32 Forderungen für mehr Gleichberechtigung

„Man braucht den CSD mehr denn je, und zwar nicht nur wegen der gesellschaftlichen Rolle rückwärts, die Länder wie Ungarn oder Polen gerade machen. Auch anderswo wird versucht, das, was wir erreicht haben, zurückzudrängen“, so Ulli Pridat vom Vorstand des Vereins. Der 32-Jährige verweist zudem auf die Einschnitte, die Corona für die LGBT-Community in den vergangenen anderthalb Jahren bedeutet hat: „Gerade 2021 ist es so wichtig wie noch nie, auf die Straße zu gehen und laut und sichtbar zu sein, denn die Community hat durch die Pandemie sehr viele Schutzräume verloren. Kaum auszudenken, wie das für einen jungen Menschen sein muss, der seine Identität noch sucht, sich als schwul, lesbisch, trans outen will, aber keinen Ort, keine Gruppe findet, die ihm dabei zur Seite steht. Umso wichtiger ist es nun, ein Zeichen zu setzen: Wir sind da, wir sind für euch da, wir gehen für euch und mit euch auf die Straße und kämpfen gemeinsam für eure Rechte“, so Pridat.

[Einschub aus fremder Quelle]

//! 连接池模块
//!
//! 基于生产者/消费者模式的执行核心：
//! 宿主线程提交任务到任务队列，工作线程租用连接执行，
//! 完成项经完成队列交还给宿主线程轮询。

pub mod completion_queue;
pub mod pool;
pub mod task_queue;
pub mod worker;

#[cfg(test)]
pub(crate) mod test_support;

// 重新导出主要的公共类型和结构体
pub use completion_queue::CompletionQueue;
pub use pool::{Connection, ConnectionPool, PoolStats};
pub use task_queue::TaskQueue;
pub use worker::{StatementExecutor, WorkerPool};
//! # 配置管理模块 - 核心配置类型
//!
//! 引擎级配置：一组预先声明的数据库，可以从 TOML/JSON 文件加载

use crate::error::AsyncSqlError;
use crate::types::*;
use rat_logger::info;
use serde::{Deserialize, Serialize};
use std::collections::HashSet;
use std::path::Path;

/// 引擎配置
///
/// 宿主可以在启动时一次性声明所有数据库，再交给注册表逐个连接
#[derive(Debug, Clone, Default, Serialize, Deserialize)]
pub struct EngineConfig {
    /// 数据库配置列表
    #[serde(default)]
    pub databases: Vec<DatabaseConfig>,
}

fn is_toml(path: &Path) -> bool {
    path.extension().and_then(|s| s.to_str()) == Some("toml")
}

impl EngineConfig {
    /// 创建空配置
    pub fn new() -> Self {
        Self::default()
    }

    /// 添加数据库配置
    pub fn add_database(mut self, config: DatabaseConfig) -> Self {
        self.databases.push(config);
        self
    }

    /// 从配置文件加载配置
    ///
    /// # 参数
    ///
    /// * `config_path` - 配置文件路径，`.toml` 按 TOML 解析，其余按 JSON 解析
    pub fn from_file<P: AsRef<Path>>(config_path: P) -> Result<Self, AsyncSqlError> {
        let path = config_path.as_ref();
        let content = std::fs::read_to_string(path)?;

        let config: EngineConfig = if is_toml(path) {
            toml::from_str(&content).map_err(|e| {
                crate::async_sql_error!(config, format!("解析TOML配置文件失败: {}", e))
            })?
        } else {
            serde_json::from_str(&content).map_err(|e| {
                crate::async_sql_error!(config, format!("解析JSON配置文件失败: {}", e))
            })?
        };
        config.validate()?;

        info!("从文件加载配置: {:?}", path);
        Ok(config)
    }

    /// 保存配置到文件
    ///
    /// # 参数
    ///
    /// * `config_path` - 配置文件路径
    pub fn save_to_file<P: AsRef<Path>>(&self, config_path: P) -> Result<(), AsyncSqlError> {
        let path = config_path.as_ref();
        let content = if is_toml(path) {
            toml::to_string_pretty(self).map_err(|e| {
                crate::async_sql_error!(config, format!("序列化TOML配置失败: {}", e))
            })?
        } else {
            serde_json::to_string_pretty(self).map_err(|e| {
                crate::async_sql_error!(config, format!("序列化JSON配置失败: {}", e))
            })?
        };

        std::fs::write(path, content)?;

        info!("保存配置到文件: {:?}", path);
        Ok(())
    }

    /// 校验每个数据库配置，并拒绝重复别名
    pub fn validate(&self) -> Result<(), AsyncSqlError> {
        let mut seen = HashSet::new();
        for db in &self.databases {
            db.validate()?;
            if !seen.insert(db.alias.as_str()) {
                return Err(crate::async_sql_error!(
                    config,
                    format!("数据库别名重复: {}", db.alias)
                ));
            }
        }
        Ok(())
    }

    /// 获取指定别名的数据库配置
    ///
    /// # 参数
    ///
    /// * `alias` - 数据库别名
    pub fn get_database(&self, alias: &str) -> Result<&DatabaseConfig, AsyncSqlError> {
        self.databases
            .iter()
            .find(|db| db.alias == alias)
            .ok_or_else(|| AsyncSqlError::AliasNotFound {
                alias: alias.to_string(),
            })
    }
}
//! 数据库类型定义和配置
//!
//! 定义支持的数据库类型、连接配置、单元格/行模型以及任务与结果模型

pub mod database_config;
pub mod query;
pub mod value;

// 重新导出所有公共类型
pub use database_config::{
    ConnectionConfig, DEFAULT_MYSQL_PORT, DatabaseConfig, DatabaseType, PoolConfig,
};
pub use query::{
    CallbackHandle, Completion, QueryFlags, QueryResult, QueryStatus, Task, UserContext,
};
pub use value::{Row, Value};
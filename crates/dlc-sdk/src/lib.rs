pub mod chain;
pub mod clock;
pub mod contract;
pub mod error;
pub mod events;
pub mod execution;
pub mod node;
pub mod oracle;
pub mod params;
pub mod signing;
pub mod state;
pub mod store;
pub mod store_trait;
#[cfg(any(test, feature = "testing"))]
pub mod testing;
pub mod transaction;

// Core types
pub use contract::{Contract, FinalPayout, Side};
pub use error::{Error, NodeError, Result};
pub use params::{
    Amount, ContractId, ContractTerms, Oracle, Participant, ParticipantId, Price, SATS_PER_BTC,
};
pub use state::{ContractStatus, TransactionStatus};
pub use transaction::{
    BitcoinInput, BroadcastAck, SerializedTx, Signature, SigningArtifact, Transaction, TxId,
    WitnessUtxo,
};

// Components
pub use execution::{ExecutionEngine, Settlement, resolve_outcome};
pub use signing::{SignOutcome, SigningCoordinator, SigningService};
pub use store::ContractStore;
pub use store_trait::{ContractPersistence, NoopStore};

// Collaborators
pub use chain::{BroadcastService, InputSelector};
pub use clock::{Clock, SystemClock};
pub use oracle::{OracleFeed, PriceObservation, PriceSource, RandomWalkSource};

// Node
pub use events::ContractEvent;
pub use node::{Collaborators, DlcNode, NodeConfig};
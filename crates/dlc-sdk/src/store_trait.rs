use crate::contract::Contract;
use crate::params::ContractId;

/// Trait abstracting the persistence operations needed by `ContractStore`.
///
/// This avoids a circular dependency between `dlc-sdk` and `dlc-store`.
/// The `dlc-store` crate implements this trait for `DlcStore`.
pub trait ContractPersistence: Send + 'static {
    /// Insert or replace the stored copy of a contract.
    fn save_contract(&mut self, contract: &Contract) -> Result<(), String>;

    /// Forget a contract. Removing an unknown id is a no-op.
    fn remove_contract(&mut self, id: &ContractId) -> Result<(), String>;

    /// All stored contracts in creation order.
    fn load_contracts(&mut self) -> Result<Vec<Contract>, String>;
}

/// Persistence that keeps nothing.
#[derive(Debug, Default)]
pub struct NoopStore;

impl ContractPersistence for NoopStore {
    fn save_contract(&mut self, _contract: &Contract) -> Result<(), String> {
        Ok(())
    }

    fn remove_contract(&mut self, _id: &ContractId) -> Result<(), String> {
        Ok(())
    }

    fn load_contracts(&mut self) -> Result<Vec<Contract>, String> {
        Ok(vec![])
    }
}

Nicht weniger als 32 Forderungen hat der Verein in diesem Jahr formuliert und diese unter dem Motto „Save Our Community – Save Your Pride“ zusammengefasst. So wird klar, dass der CSD-Verein nach seiner Neugründung in diesem Jahr die Demo wieder zu einer politischen Veranstaltung macht, eine Ausrichtung, die vor Corona von vielen Teilnehmern schmerzlich wurde. War der Berliner CSD doch in den vergangenen Jahren kaum noch von der Loveparade zu unterscheiden: eine hedonistische Sause. Lustig, laut, aber ohne wirkliche politische Ambition. So liegt der Fokus 2021 sicherlich nicht auf dem Feiern, „das wäre auch total unangebracht“, erklärt Pridat. „Wir werden dieses Jahr eine sehr politisch ausgerichtete Demonstration erleben mit fünf vereinseigenen Trucks und über 35 Redebeiträgen. Besonders stolz sind wir auf die Strecke, die zum ersten Mal im Osten der Stadt startet und die dieses Mal ganz anders verläuft: Wir starten im Osten auf der Leipziger Straße, ziehen am Bundesrat vorbei und am Mahnmal für die im Nationalsozialismus ermordeten Homosexuellen. Die Strecke führt dann weiter über die Urania und endet in Schöneberg.“

Eine Party am Ende des Zuges, der gegen 17 Uhr im Nollendorfkiez ankommen soll, wird es nicht geben. Aber die Wirte in Schöneberg wissen von den dann wohl durstigen Paradeteilnehmern, so Pridat. Ein Bier zum Abschluss des ersten „echten“ CSD in Corona-Zeiten ist also durchaus drin in diesem Jahr.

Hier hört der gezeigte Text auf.